_To do_: Reply with one number: the count of lines in the records below that hold "GoalRecord".

Segment Start: Provided entries

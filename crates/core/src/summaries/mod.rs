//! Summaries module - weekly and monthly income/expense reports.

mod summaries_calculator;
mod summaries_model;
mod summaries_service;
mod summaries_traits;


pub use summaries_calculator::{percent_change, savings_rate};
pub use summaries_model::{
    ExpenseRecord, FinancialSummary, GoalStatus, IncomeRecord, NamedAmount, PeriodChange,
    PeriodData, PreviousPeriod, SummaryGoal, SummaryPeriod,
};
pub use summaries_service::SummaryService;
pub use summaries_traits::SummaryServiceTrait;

Segment End: Provided entries
Segment Start: Provided entries

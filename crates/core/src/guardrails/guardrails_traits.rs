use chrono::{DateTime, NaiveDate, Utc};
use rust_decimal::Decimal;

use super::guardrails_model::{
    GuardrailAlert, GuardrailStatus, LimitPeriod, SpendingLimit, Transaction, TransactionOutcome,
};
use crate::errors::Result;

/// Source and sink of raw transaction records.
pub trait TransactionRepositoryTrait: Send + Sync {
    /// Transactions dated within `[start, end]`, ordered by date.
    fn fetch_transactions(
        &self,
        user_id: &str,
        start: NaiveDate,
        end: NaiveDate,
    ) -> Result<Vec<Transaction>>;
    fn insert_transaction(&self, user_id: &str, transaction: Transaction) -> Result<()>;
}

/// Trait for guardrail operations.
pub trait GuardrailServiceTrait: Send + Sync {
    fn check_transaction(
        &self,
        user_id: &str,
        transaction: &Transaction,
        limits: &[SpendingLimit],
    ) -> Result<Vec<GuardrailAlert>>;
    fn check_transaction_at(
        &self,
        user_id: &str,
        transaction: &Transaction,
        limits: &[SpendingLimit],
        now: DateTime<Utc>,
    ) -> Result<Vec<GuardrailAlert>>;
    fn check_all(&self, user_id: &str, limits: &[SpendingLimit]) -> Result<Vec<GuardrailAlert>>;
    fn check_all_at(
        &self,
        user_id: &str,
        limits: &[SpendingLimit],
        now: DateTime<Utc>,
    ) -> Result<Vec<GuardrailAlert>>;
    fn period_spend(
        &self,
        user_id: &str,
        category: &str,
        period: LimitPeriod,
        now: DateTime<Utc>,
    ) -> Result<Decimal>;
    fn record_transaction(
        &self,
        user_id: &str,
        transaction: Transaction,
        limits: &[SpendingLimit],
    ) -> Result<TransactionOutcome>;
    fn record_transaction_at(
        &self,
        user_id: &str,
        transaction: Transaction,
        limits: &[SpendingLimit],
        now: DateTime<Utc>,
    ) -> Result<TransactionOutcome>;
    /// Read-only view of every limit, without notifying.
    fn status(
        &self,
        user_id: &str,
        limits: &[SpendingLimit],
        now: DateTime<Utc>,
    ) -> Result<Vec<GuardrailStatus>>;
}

Segment End: Provided entries
Segment Start: Provided entries

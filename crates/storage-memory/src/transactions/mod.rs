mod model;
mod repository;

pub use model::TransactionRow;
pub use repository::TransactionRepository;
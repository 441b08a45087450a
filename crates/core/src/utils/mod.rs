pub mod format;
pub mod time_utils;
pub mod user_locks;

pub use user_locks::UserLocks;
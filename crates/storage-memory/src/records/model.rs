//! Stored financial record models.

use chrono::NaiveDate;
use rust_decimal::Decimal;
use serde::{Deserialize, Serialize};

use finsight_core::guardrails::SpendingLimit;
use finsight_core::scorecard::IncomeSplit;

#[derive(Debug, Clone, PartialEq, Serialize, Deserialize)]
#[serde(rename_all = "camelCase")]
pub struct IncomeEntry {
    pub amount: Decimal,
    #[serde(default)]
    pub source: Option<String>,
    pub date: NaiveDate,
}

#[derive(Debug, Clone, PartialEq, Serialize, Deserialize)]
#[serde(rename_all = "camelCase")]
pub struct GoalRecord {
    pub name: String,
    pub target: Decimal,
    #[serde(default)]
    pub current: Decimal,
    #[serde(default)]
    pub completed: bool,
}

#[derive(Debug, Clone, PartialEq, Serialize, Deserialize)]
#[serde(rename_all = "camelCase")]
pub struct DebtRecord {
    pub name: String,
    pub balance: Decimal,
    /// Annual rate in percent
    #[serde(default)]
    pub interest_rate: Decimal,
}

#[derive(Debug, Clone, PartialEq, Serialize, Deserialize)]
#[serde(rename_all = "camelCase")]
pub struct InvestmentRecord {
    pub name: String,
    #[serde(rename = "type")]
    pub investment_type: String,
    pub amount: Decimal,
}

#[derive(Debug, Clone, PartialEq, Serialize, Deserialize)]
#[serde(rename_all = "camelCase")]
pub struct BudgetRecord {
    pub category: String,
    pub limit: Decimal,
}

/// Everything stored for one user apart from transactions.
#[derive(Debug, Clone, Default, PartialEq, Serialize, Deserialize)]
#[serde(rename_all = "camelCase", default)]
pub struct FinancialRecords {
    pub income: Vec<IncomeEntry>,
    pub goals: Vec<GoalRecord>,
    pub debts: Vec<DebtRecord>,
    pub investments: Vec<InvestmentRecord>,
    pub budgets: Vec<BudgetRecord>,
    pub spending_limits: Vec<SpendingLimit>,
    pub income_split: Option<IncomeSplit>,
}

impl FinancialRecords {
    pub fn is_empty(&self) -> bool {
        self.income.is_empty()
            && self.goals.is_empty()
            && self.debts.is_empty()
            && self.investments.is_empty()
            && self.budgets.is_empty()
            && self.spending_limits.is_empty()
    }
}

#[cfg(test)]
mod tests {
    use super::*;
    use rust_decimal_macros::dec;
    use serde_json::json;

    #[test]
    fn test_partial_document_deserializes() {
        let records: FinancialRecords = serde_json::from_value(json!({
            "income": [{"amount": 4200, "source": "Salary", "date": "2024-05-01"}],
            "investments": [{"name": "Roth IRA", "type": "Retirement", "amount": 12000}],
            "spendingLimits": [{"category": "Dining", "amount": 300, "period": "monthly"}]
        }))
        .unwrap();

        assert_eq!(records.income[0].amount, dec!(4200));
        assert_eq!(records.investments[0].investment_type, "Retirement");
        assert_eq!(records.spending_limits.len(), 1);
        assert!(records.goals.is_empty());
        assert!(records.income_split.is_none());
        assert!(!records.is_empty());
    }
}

Segment End: Provided entries

_Exercise response_: 2